Have you ever tried to play Ghostbusters on NES, the game Crane and Fregger designed? It’s like taking a photograph of a dream. An endless Kafkaesque cycle of never getting to bust the ghosts because you’ve run out of fuel trying to get to the shop to buy the beam splitter to hunt the ghosts to earn the money to buy the fuel. That’s how you do it. You play the theme song again and again and again until it stops sounding like a song and becomes mocking laughter. You implement a needless overhaul of the established control scheme for the genre. You assign one button to simply bring up a white box, which you won’t learn is actually an empty inventory screen until much later because f*ck you, that’s why.

It’s a tie-in game’s job to hold its audience in absolute contempt. To be honest I was worried at points while playing 2016’s Ghostbusters, because there didn’t seem to be much evidence of that. The dialogue, while tin-eared, is at least well-meaning. The graphics aren’t obnoxious either. What a relief it was to find my mouse stubbornly ignored in menu screens and then vital during gameplay. And greater still when the levels revealed themselves to be as one-note as they are.

I very rarely get the impression it’s the developer’s fault. Based on admittedly little, I always intuit that the studio probably had a fortnight to knock together their tie-in, and $500 to cover costs. It’s no knock on Fireforge that Ghostbusters is this bad – at least, it shouldn’t be – because we simply don’t know the conditions of their task.

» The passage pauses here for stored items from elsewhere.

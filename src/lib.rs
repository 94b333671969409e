pub mod errors;
pub mod context;
pub mod path;
pub mod policy;
mod tokenizer;

pub use context::{
    destroy, set_sasl_wrap_flags, AuthFlags, AuthInfo, ConfigInfo, ConnectionContext,
    ContextHandle, LdapSession, Ownership, SaslState, ServerInfo,
};
pub use errors::{AdsError, Result};
pub use path::{build_dn, build_domain, build_path, DC_PREFIX};
pub use policy::{Policy, PolicySource, SaslWrapping};
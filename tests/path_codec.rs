use ads_context as ads;

#[test]
fn test_dn_from_dotted_realm() {
    assert_eq!(ads::build_dn("example.com").unwrap(), "dc=example,dc=com");
}

#[test]
fn test_reverse_path() {
    assert_eq!(
        ads::build_path("a.b.c", ".", "dc=", true).unwrap(),
        "dc=c,dc=b,dc=a"
    );
}

#[test]
fn test_domain_from_dn() {
    assert_eq!(ads::build_domain("dc=example,dc=com"), "example.com");
}

#[test]
fn test_empty_name_is_not_an_error() {
    let out = ads::build_path("", ".", "dc=", false).unwrap();
    assert!(out.is_empty());
}

#[test]
fn test_name_without_separator() {
    assert_eq!(
        ads::build_path("localhost", ".", "cn=", false).unwrap(),
        "cn=localhost"
    );
}

#[test]
fn test_deep_realm() {
    let realm = "eu.corp.ad.example.org";
    let dn = ads::build_dn(realm).unwrap();
    assert_eq!(dn, "dc=eu,dc=corp,dc=ad,dc=example,dc=org");
    assert_eq!(ads::build_domain(&dn), realm);
}

// Known limitation: the domain rewrite is textual, so a `dc=` inside a value is lost.
#[test]
fn test_domain_rewrite_is_textual() {
    let dn = ads::build_dn("xdc=y.com").unwrap();
    assert_eq!(dn, "dc=xdc=y,dc=com");
    assert_eq!(ads::build_domain(&dn), "xy.com");
}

What we do know is that Ghostbusters is a bad game. And that’s great news for the cosmic balance. You don’t make good tie-ins, you just don’t. You take the things people love about the movie and turn them into a grim puppet show of disappointingly unrelated gameplay mechanics, drowned in over-used licensed soundtrack. Why can’t games and films co-exist as franchise equals? Because you don’t cross the streams, damn it.